February 2, 2017
What Is Your Website Worth?
As with any business venture, websites should produce a positive return on investment. For e-commerce sites, it can be easier to determine the ROI through direct sales. But for non-e-commerce websites, it might be a little tougher.
How is your site assisting in your sales to begin with? There are many ways that a website benefits a sales process. Even as a tool in a face-to-face meeting, a website demonstrates your professional appearance and credentials. With referrals, most potential customers will go to your website well in advance of giving you a call. For many of you, your website is the single most visible face of your company. Will a visitor find an attractive and inviting site or a poor, outdated site that indicates you don’t have the time or interest in keeping up-to-date? Your site should provide an experience for your prospect to become more familiar with your business. This enables prospects to pre-qualify themselves and allows a meeting to focus on their needs. The net result of a well-done website is that it sets up the sale-closing conversation and increases the closing rate for those sales conversations.

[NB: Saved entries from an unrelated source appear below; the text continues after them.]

use serde_json::json;
use tracklet::{
    Attributes, Boundary, BoundaryNode, Children, Emitter, EventOptions, Rendered, Scope,
};

mod common;
use common::{attrs, recording_client, wait_for_events};

async fn click(emitter: &Emitter, name: &str) {
    let _ = emitter
        .emit("clicked", Some(name), None, EventOptions::default())
        .await;
}

#[tokio::test]
async fn test_renders_static_children() {
    let (client, recorder) = recording_client();
    let root = Scope::root(Some(client));
    let mut node = BoundaryNode::mount();

    let rendered = node.render(&root, &Boundary::new("test"), Children::Static("Test Content"));
    assert!(node.commit(&rendered).is_none());

    assert_eq!(rendered.output, "Test Content");
    assert_eq!(recorder.count(), 0);
}

#[tokio::test]
async fn test_function_child_receives_bound_emitter() {
    let (client, recorder) = recording_client();
    let root = Scope::root(Some(client));
    let node = BoundaryNode::mount();

    let rendered = node.render(
        &root,
        &Boundary::new("test"),
        Children::with_emitter(|_, emit| emit.clone()),
    );
    click(&rendered.output, "button").await;

    let event = recorder.last().unwrap();
    assert_eq!(event.action, "clicked");
    assert_eq!(event.name.as_deref(), Some("button"));
    assert_eq!(event.boundary.as_deref(), Some("test"));
    assert_eq!(event.attributes, Attributes::new());
}

#[tokio::test]
async fn test_viewed_event_on_first_commit() {
    let (client, recorder) = recording_client();
    let root = Scope::root(Some(client));
    let mut node = BoundaryNode::mount();

    let props = Boundary::new("test").send_viewed_event(true);
    let rendered = node.render(&root, &props, Children::Static(()));
    assert_eq!(recorder.count(), 0, "render must not emit");

    node.commit(&rendered).expect("viewed emission").await;

    let event = recorder.last().unwrap();
    assert_eq!(event.action, "viewed");
    assert!(event.name.is_none());
    assert_eq!(event.boundary.as_deref(), Some("test"));
    assert_eq!(event.attributes, Attributes::new());
}

#[tokio::test]
async fn test_no_viewed_event_when_disabled() {
    let (client, recorder) = recording_client();
    let root = Scope::root(Some(client));
    let mut node = BoundaryNode::mount();

    let props = Boundary::new("test").send_viewed_event(false);
    let rendered = node.render(&root, &props, Children::Static(()));

    assert!(node.commit(&rendered).is_none());
    assert_eq!(recorder.count(), 0);
}

#[tokio::test]
async fn test_viewed_event_fires_once_across_rerenders() {
    let (client, recorder) = recording_client();
    let root = Scope::root(Some(client));
    let mut node = BoundaryNode::mount();
    let props = Boundary::new("test").send_viewed_event(true);

    let first = node.render(&root, &props, Children::Static("Test Content"));
    node.commit(&first).expect("viewed emission").await;
    assert_eq!(recorder.count(), 1);

    let same = node.render(&root, &props, Children::Static("Test Content Updated"));
    assert!(node.commit(&same).is_none());

    let renamed = Boundary::new("renamed")
        .attribute("changed", true)
        .send_viewed_event(true);
    let changed = node.render(&root, &renamed, Children::Static("Other"));
    assert!(node.commit(&changed).is_none());

    assert_eq!(recorder.count(), 1);
}

#[tokio::test]
async fn test_toggling_viewed_after_first_commit_is_inert() {
    let (client, recorder) = recording_client();
    let root = Scope::root(Some(client));

    let mut node = BoundaryNode::mount();
    let first = node.render(&root, &Boundary::new("test").send_viewed_event(true), Children::Static(()));
    node.commit(&first).expect("viewed emission").await;
    let off = node.render(&root, &Boundary::new("test"), Children::Static(()));
    assert!(node.commit(&off).is_none());

    let mut late = BoundaryNode::mount();
    let first = late.render(&root, &Boundary::new("late"), Children::Static(()));
    assert!(late.commit(&first).is_none());
    let on = late.render(&root, &Boundary::new("late").send_viewed_event(true), Children::Static(()));
    assert!(late.commit(&on).is_none());

    assert_eq!(recorder.count(), 1);
}

#[tokio::test]
async fn test_remount_fires_viewed_again() {
    let (client, recorder) = recording_client();
    let root = Scope::root(Some(client));
    let props = Boundary::new("test").send_viewed_event(true);

    for _ in 0..2 {
        let mut node = BoundaryNode::mount();
        let rendered = node.render(&root, &props, Children::Static(()));
        node.commit(&rendered).expect("viewed emission").await;
        node.unmount();
    }

    assert_eq!(recorder.count(), 2);
}

#[tokio::test]
async fn test_unmount_emits_nothing() {
    let (client, recorder) = recording_client();
    let root = Scope::root(Some(client));
    let mut node = BoundaryNode::mount();

    let rendered = node.render(&root, &Boundary::new("test").send_viewed_event(true), Children::Static(()));
    node.commit(&rendered).expect("viewed emission").await;
    recorder.clear();

    node.unmount();
    assert_eq!(recorder.count(), 0);
}

#[tokio::test]
async fn test_nested_boundaries_merge_attributes() {
    let (client, recorder) = recording_client();
    let root = Scope::root(Some(client));
    let outer = BoundaryNode::mount();
    let inner = BoundaryNode::mount();

    let rendered = outer.render(
        &root,
        &Boundary::new("parent").attribute("parentAttr", "value"),
        Children::scoped(|scope| {
            inner.render(
                scope,
                &Boundary::new("child").attribute("childAttr", "value"),
                Children::with_emitter(|_, emit| emit.clone()),
            )
        }),
    );
    click(&rendered.output.output, "button").await;

    let event = recorder.last().unwrap();
    assert_eq!(event.boundary.as_deref(), Some("parent.child"));
    assert_eq!(
        event.attributes,
        attrs(json!({ "parentAttr": "value", "childAttr": "value" }))
    );
}

#[tokio::test]
async fn test_nested_emitters_keep_their_own_boundary() {
    let (client, recorder) = recording_client();
    let root = Scope::root(Some(client));
    let outer = BoundaryNode::mount();
    let inner = BoundaryNode::mount();

    let rendered: Rendered<(Emitter, Emitter)> = outer.render(
        &root,
        &Boundary::new("parent").attribute("parentAttr", "value"),
        Children::with_emitter(|scope, parent_emit| {
            let child = inner.render(
                scope,
                &Boundary::new("child").attribute("childAttr", "value"),
                Children::with_emitter(|_, child_emit| child_emit.clone()),
            );
            (parent_emit.clone(), child.output)
        }),
    );
    let (parent_emit, child_emit) = &rendered.output;

    click(parent_emit, "parent-button").await;
    let event = recorder.last().unwrap();
    assert_eq!(event.name.as_deref(), Some("parent-button"));
    assert_eq!(event.boundary.as_deref(), Some("parent"));
    assert_eq!(event.attributes, attrs(json!({ "parentAttr": "value" })));

    click(child_emit, "child-button").await;
    let event = recorder.last().unwrap();
    assert_eq!(event.name.as_deref(), Some("child-button"));
    assert_eq!(event.boundary.as_deref(), Some("parent.child"));
    assert_eq!(
        event.attributes,
        attrs(json!({ "parentAttr": "value", "childAttr": "value" }))
    );
}

#[tokio::test]
async fn test_deeply_nested_boundaries() {
    let (client, recorder) = recording_client();
    let root = Scope::root(Some(client));
    let nodes = [BoundaryNode::mount(), BoundaryNode::mount(), BoundaryNode::mount()];

    let rendered = nodes[0].render(
        &root,
        &Boundary::new("level1").attribute("attr1", "value1"),
        Children::scoped(|scope| {
            nodes[1].render(
                scope,
                &Boundary::new("level2").attribute("attr2", "value2"),
                Children::scoped(|scope| {
                    nodes[2].render(
                        scope,
                        &Boundary::new("level3").attribute("attr3", "value3"),
                        Children::with_emitter(|_, emit| emit.clone()),
                    )
                }),
            )
        }),
    );
    click(&rendered.output.output.output, "deep-button").await;

    let event = recorder.last().unwrap();
    assert_eq!(event.boundary.as_deref(), Some("level1.level2.level3"));
    assert_eq!(
        event.attributes,
        attrs(json!({ "attr1": "value1", "attr2": "value2", "attr3": "value3" }))
    );
}

#[tokio::test]
async fn test_empty_boundary_name() {
    let (client, recorder) = recording_client();
    let root = Scope::root(Some(client));
    let node = BoundaryNode::mount();

    let rendered = node.render(
        &root,
        &Boundary::new(""),
        Children::with_emitter(|_, emit| emit.clone()),
    );
    click(&rendered.output, "button").await;

    assert_eq!(recorder.last().unwrap().boundary.as_deref(), Some(""));
}

#[tokio::test]
async fn test_attribute_updates_apply_on_next_render() {
    let (client, recorder) = recording_client();
    let root = Scope::root(Some(client));
    let mut node = BoundaryNode::mount();

    let first = node.render(
        &root,
        &Boundary::new("test").attribute("initial", "value"),
        Children::with_emitter(|_, emit| emit.clone()),
    );
    let _ = node.commit(&first);
    click(&first.output, "button").await;
    assert_eq!(recorder.last().unwrap().attributes, attrs(json!({ "initial": "value" })));

    let second = node.render(
        &root,
        &Boundary::new("test").attribute("updated", "value"),
        Children::with_emitter(|_, emit| emit.clone()),
    );
    let _ = node.commit(&second);
    click(&second.output, "button").await;
    assert_eq!(recorder.last().unwrap().attributes, attrs(json!({ "updated": "value" })));
}

#[tokio::test]
async fn test_viewed_event_carries_composed_identity() {
    let (client, recorder) = recording_client();
    let root = Scope::root(Some(client));
    let outer = BoundaryNode::mount();
    let mut inner = BoundaryNode::mount();

    let rendered = outer.render(
        &root,
        &Boundary::new("page").attribute("section", "hero"),
        Children::scoped(|scope| {
            inner.render(
                scope,
                &Boundary::new("banner").send_viewed_event(true),
                Children::Static(()),
            )
        }),
    );
    inner.commit(&rendered.output).expect("viewed emission").await;

    let event = recorder.last().unwrap();
    assert_eq!(event.action, "viewed");
    assert_eq!(event.boundary.as_deref(), Some("page.banner"));
    assert_eq!(event.attributes, attrs(json!({ "section": "hero" })));
}

#[tokio::test]
async fn test_viewed_event_is_sent_without_awaiting_commit() {
    let (client, recorder) = recording_client();
    let root = Scope::root(Some(client));
    let mut node = BoundaryNode::mount();

    let rendered = node.render(&root, &Boundary::new("hero").send_viewed_event(true), Children::Static(()));
    let _ = node.commit(&rendered);

    wait_for_events(&recorder, 1).await;
    let event = recorder.last().unwrap();
    assert_eq!(event.action, "viewed");
    assert_eq!(event.boundary.as_deref(), Some("hero"));
}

But even for e-commerce sites, the same variables apply. First, is the site inviting? Second, is it easy to use? Is your website creating new customers and bringing them back regularly? Determine what a new customer to your site is worth. How many regular customers do you have ordering on the site and what is the income from each customer? With a simple calculation (customer income/number of customers = average customer value) you can get a sense of what a new customer is worth. Then calculate that over the lifespan of your customer ordering. That can be over a short period (2-5 years) or longer depending on your current customer base.
With Google Analytics and other tracking tools, you can and should measure your online traffic. Typically this is measured by tallying unique visitors (new vs. returning visitors), how visitors are finding you, referring URLs, and other factors found in the analytical tools. Marketing and promotional campaigns should result in a spike of visitors. Proper set up of your website’s structure and an investment in quality content can help you rank higher in Google search results.
Beyond advancing the marketing and sales process, your website can also save you time. Information is collected, orders processed, common questions are answered and new client pre-qualifications can all be handled online; saving you and your staff a considerable amount of time.
You will find that your website is your most important marketing and sales tool. It should be considered as essential as your office space or retail shop. A website is an investment in the future and growth of your company. A well-planned, well-designed site will help attract more business and you will see more return on that investment.